Data for review »

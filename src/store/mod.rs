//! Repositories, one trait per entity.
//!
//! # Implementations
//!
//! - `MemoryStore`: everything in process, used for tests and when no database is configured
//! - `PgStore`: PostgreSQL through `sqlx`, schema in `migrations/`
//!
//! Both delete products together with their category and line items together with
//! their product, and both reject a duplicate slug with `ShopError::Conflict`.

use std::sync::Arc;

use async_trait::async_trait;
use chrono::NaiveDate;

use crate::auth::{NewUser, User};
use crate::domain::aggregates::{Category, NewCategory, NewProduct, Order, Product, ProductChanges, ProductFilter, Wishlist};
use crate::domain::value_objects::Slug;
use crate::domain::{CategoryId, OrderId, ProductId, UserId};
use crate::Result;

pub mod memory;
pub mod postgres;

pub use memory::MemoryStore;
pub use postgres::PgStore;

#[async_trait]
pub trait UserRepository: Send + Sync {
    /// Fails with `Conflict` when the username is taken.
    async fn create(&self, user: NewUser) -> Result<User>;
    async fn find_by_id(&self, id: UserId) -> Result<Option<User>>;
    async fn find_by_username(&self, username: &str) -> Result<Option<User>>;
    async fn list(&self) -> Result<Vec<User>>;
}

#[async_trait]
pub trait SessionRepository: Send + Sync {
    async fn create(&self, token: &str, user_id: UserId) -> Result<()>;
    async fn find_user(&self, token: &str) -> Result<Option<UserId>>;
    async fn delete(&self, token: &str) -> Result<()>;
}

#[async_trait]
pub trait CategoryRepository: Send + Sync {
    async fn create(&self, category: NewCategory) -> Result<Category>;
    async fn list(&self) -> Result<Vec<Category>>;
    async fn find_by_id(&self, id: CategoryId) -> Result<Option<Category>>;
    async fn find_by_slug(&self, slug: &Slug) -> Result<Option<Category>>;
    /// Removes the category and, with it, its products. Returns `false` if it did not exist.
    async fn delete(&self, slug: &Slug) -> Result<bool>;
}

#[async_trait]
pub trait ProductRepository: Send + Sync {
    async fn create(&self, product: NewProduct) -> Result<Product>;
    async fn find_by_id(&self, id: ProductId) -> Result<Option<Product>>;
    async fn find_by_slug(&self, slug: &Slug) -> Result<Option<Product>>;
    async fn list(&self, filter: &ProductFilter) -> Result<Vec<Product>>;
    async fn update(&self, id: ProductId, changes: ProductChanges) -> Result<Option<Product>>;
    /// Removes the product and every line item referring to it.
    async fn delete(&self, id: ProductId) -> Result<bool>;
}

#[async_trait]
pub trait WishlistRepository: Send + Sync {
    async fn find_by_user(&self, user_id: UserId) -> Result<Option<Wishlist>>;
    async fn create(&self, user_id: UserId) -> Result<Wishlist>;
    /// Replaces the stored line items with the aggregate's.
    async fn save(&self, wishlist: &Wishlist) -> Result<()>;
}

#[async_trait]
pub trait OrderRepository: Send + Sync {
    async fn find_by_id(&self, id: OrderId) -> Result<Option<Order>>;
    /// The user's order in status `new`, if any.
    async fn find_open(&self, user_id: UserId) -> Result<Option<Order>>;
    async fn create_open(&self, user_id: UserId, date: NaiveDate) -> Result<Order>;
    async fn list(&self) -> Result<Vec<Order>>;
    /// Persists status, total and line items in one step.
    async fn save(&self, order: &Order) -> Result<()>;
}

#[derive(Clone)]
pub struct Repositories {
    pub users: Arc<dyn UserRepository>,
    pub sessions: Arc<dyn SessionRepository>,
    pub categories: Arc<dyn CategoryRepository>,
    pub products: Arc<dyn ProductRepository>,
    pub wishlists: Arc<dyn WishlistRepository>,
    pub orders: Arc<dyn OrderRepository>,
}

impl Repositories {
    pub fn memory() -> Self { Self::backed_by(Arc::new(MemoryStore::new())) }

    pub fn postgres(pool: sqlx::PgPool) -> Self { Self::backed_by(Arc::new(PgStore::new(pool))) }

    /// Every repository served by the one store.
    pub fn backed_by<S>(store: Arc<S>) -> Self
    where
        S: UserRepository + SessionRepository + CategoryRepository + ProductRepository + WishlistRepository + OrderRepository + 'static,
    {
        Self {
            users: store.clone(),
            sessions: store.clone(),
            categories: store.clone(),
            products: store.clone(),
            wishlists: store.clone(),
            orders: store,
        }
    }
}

Exercise » Reply with exactly the lines from the one containing "pub fn memory()" to the last line of the material, inclusive, and with nothing more.

Output below »
    pub fn memory() -> Self { Self::backed_by(Arc::new(MemoryStore::new())) }

    pub fn postgres(pool: sqlx::PgPool) -> Self { Self::backed_by(Arc::new(PgStore::new(pool))) }

    /// Every repository served by the one store.
    pub fn backed_by<S>(store: Arc<S>) -> Self
    where
        S: UserRepository + SessionRepository + CategoryRepository + ProductRepository + WishlistRepository + OrderRepository + 'static,
    {
        Self {
            users: store.clone(),
            sessions: store.clone(),
            categories: store.clone(),
            products: store.clone(),
            wishlists: store.clone(),
            orders: store,
        }
    }
}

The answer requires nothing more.